(Records from a collection)
- - -
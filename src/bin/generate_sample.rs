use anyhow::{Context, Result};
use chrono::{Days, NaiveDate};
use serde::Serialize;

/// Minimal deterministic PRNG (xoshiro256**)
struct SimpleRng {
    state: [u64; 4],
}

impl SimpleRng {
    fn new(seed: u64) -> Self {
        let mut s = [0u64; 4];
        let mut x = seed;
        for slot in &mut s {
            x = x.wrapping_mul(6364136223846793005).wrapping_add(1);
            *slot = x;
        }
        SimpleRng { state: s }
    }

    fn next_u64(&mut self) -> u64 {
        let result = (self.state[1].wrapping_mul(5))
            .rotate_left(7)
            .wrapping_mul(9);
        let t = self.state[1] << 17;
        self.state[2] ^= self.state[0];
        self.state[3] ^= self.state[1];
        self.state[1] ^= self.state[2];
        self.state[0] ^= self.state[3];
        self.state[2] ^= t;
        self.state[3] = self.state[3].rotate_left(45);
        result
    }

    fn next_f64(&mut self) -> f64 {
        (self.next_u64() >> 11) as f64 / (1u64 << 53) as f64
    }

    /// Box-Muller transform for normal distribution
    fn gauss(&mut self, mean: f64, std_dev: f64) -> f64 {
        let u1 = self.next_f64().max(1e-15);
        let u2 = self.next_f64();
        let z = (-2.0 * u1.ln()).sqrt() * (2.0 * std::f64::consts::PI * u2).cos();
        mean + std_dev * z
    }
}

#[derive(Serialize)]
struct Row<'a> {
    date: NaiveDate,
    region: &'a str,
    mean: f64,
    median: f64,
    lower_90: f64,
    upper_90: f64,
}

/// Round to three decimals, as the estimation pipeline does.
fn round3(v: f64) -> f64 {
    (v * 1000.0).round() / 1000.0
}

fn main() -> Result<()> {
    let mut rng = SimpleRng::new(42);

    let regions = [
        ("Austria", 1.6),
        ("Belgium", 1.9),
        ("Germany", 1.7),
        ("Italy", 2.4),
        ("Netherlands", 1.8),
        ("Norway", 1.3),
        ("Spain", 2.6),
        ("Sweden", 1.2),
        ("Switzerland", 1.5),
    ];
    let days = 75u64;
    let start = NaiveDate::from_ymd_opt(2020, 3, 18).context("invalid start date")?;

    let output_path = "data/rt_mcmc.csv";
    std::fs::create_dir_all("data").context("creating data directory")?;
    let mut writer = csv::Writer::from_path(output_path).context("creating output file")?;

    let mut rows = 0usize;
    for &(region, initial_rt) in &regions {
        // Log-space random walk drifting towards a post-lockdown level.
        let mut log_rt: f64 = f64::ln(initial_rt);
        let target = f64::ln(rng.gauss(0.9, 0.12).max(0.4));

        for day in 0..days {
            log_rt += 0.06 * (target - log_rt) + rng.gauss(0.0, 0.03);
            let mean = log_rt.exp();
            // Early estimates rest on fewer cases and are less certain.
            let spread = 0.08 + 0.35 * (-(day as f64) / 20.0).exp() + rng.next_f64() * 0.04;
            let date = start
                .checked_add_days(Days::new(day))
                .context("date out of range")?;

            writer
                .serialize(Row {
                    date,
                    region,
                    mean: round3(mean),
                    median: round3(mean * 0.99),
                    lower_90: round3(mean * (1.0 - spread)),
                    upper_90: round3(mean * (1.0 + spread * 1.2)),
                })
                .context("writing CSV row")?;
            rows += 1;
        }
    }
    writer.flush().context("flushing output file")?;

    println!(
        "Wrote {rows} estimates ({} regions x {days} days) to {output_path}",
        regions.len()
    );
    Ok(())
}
- - -
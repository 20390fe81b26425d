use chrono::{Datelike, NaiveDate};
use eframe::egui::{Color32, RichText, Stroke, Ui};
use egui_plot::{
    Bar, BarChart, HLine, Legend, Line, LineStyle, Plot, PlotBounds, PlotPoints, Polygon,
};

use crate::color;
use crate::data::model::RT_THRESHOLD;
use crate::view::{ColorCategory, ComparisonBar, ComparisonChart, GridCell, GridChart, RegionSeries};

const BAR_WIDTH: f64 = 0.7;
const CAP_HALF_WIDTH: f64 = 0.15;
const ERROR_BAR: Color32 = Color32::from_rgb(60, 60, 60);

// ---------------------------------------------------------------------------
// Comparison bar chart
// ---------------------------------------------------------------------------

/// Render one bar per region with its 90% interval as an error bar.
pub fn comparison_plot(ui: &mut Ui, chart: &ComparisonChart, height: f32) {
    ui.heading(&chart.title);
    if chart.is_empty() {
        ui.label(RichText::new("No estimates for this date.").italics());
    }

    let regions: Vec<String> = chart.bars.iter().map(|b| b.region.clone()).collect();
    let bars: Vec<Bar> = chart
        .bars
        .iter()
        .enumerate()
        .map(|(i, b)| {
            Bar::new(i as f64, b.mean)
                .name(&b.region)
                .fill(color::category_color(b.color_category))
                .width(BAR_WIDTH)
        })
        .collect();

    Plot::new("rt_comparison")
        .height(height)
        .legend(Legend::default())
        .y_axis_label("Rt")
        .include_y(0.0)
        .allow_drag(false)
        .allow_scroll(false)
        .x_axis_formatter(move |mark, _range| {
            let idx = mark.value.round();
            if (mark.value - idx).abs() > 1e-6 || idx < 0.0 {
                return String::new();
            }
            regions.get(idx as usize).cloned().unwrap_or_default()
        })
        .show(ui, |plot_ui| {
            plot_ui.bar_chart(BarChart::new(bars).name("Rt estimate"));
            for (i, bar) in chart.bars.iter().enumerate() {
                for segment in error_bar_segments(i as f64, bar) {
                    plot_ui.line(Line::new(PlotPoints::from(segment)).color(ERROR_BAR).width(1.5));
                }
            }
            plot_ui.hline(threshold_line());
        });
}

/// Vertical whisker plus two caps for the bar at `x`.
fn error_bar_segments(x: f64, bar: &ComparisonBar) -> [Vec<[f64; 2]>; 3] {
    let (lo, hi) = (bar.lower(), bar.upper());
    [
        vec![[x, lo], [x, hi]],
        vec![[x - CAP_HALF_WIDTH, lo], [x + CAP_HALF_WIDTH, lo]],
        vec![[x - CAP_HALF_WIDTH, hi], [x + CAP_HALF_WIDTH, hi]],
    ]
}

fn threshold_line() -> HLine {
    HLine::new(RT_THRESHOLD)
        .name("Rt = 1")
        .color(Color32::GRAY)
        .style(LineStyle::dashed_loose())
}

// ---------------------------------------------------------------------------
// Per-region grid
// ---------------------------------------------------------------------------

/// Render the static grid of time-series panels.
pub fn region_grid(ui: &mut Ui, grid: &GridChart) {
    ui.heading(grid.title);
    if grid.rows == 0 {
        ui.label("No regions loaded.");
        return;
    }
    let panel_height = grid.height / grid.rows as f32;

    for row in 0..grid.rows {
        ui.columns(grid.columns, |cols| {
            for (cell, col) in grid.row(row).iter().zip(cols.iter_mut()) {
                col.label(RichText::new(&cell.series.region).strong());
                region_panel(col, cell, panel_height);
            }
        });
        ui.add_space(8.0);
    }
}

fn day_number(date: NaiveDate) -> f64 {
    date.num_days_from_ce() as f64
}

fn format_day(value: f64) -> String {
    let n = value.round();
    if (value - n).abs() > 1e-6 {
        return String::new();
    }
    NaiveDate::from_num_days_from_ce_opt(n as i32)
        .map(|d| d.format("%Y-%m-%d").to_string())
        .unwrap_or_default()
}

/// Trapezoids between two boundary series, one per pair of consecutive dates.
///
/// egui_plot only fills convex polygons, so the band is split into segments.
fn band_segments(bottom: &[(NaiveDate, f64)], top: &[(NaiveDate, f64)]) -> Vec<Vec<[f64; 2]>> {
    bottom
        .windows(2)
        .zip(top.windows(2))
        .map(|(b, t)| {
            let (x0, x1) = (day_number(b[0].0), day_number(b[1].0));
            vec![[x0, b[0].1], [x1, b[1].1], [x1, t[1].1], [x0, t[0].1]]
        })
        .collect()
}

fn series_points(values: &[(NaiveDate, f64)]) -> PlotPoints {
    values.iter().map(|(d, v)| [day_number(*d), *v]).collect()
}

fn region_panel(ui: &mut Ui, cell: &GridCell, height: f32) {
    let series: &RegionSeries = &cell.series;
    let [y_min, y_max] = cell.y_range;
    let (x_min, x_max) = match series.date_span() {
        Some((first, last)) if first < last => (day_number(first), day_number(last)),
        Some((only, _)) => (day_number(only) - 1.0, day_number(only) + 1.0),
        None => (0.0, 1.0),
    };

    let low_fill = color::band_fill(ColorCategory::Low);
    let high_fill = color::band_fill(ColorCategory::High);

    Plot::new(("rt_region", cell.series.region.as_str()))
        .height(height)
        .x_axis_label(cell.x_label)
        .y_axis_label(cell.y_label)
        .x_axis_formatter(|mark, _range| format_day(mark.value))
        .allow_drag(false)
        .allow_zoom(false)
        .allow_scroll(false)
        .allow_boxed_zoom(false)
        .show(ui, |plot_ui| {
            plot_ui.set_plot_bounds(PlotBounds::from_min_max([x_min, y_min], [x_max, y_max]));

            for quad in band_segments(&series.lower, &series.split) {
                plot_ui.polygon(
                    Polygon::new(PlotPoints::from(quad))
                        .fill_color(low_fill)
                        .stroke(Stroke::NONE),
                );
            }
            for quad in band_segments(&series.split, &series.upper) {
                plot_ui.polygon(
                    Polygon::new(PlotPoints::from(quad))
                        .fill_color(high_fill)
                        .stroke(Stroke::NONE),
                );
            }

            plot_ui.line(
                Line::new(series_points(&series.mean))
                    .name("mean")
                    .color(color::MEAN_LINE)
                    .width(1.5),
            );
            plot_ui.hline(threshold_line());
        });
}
- - -
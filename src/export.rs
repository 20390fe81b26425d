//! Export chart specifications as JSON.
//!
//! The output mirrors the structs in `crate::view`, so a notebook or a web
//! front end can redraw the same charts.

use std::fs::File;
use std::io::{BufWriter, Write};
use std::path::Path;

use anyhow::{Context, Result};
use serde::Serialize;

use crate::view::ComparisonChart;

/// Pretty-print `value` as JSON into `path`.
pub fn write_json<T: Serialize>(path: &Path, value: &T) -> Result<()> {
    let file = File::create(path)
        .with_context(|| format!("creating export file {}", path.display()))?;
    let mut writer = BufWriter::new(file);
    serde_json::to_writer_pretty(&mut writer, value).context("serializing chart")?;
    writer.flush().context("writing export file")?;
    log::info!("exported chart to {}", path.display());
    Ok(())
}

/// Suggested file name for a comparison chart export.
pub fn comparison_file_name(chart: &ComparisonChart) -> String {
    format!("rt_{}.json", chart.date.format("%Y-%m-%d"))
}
- - -
Work instructions:
Beginning with the line that has "filename src/bin/generate_sample.rs" and ending with the line that has "fn next_f64(&mut self)", set down the lines above exactly and include no others.

Output for this task:
filename src/bin/generate_sample.rs
use anyhow::{Context, Result};
use chrono::{Days, NaiveDate};
use serde::Serialize;

/// Minimal deterministic PRNG (xoshiro256**)
struct SimpleRng {
    state: [u64; 4],
}

impl SimpleRng {
    fn new(seed: u64) -> Self {
        let mut s = [0u64; 4];
        let mut x = seed;
        for slot in &mut s {
            x = x.wrapping_mul(6364136223846793005).wrapping_add(1);
            *slot = x;
        }
        SimpleRng { state: s }
    }

    fn next_u64(&mut self) -> u64 {
        let result = (self.state[1].wrapping_mul(5))
            .rotate_left(7)
            .wrapping_mul(9);
        let t = self.state[1] << 17;
        self.state[2] ^= self.state[0];
        self.state[3] ^= self.state[1];
        self.state[1] ^= self.state[2];
        self.state[0] ^= self.state[3];
        self.state[2] ^= t;
        self.state[3] = self.state[3].rotate_left(45);
        result
    }

    fn next_f64(&mut self) -> f64 {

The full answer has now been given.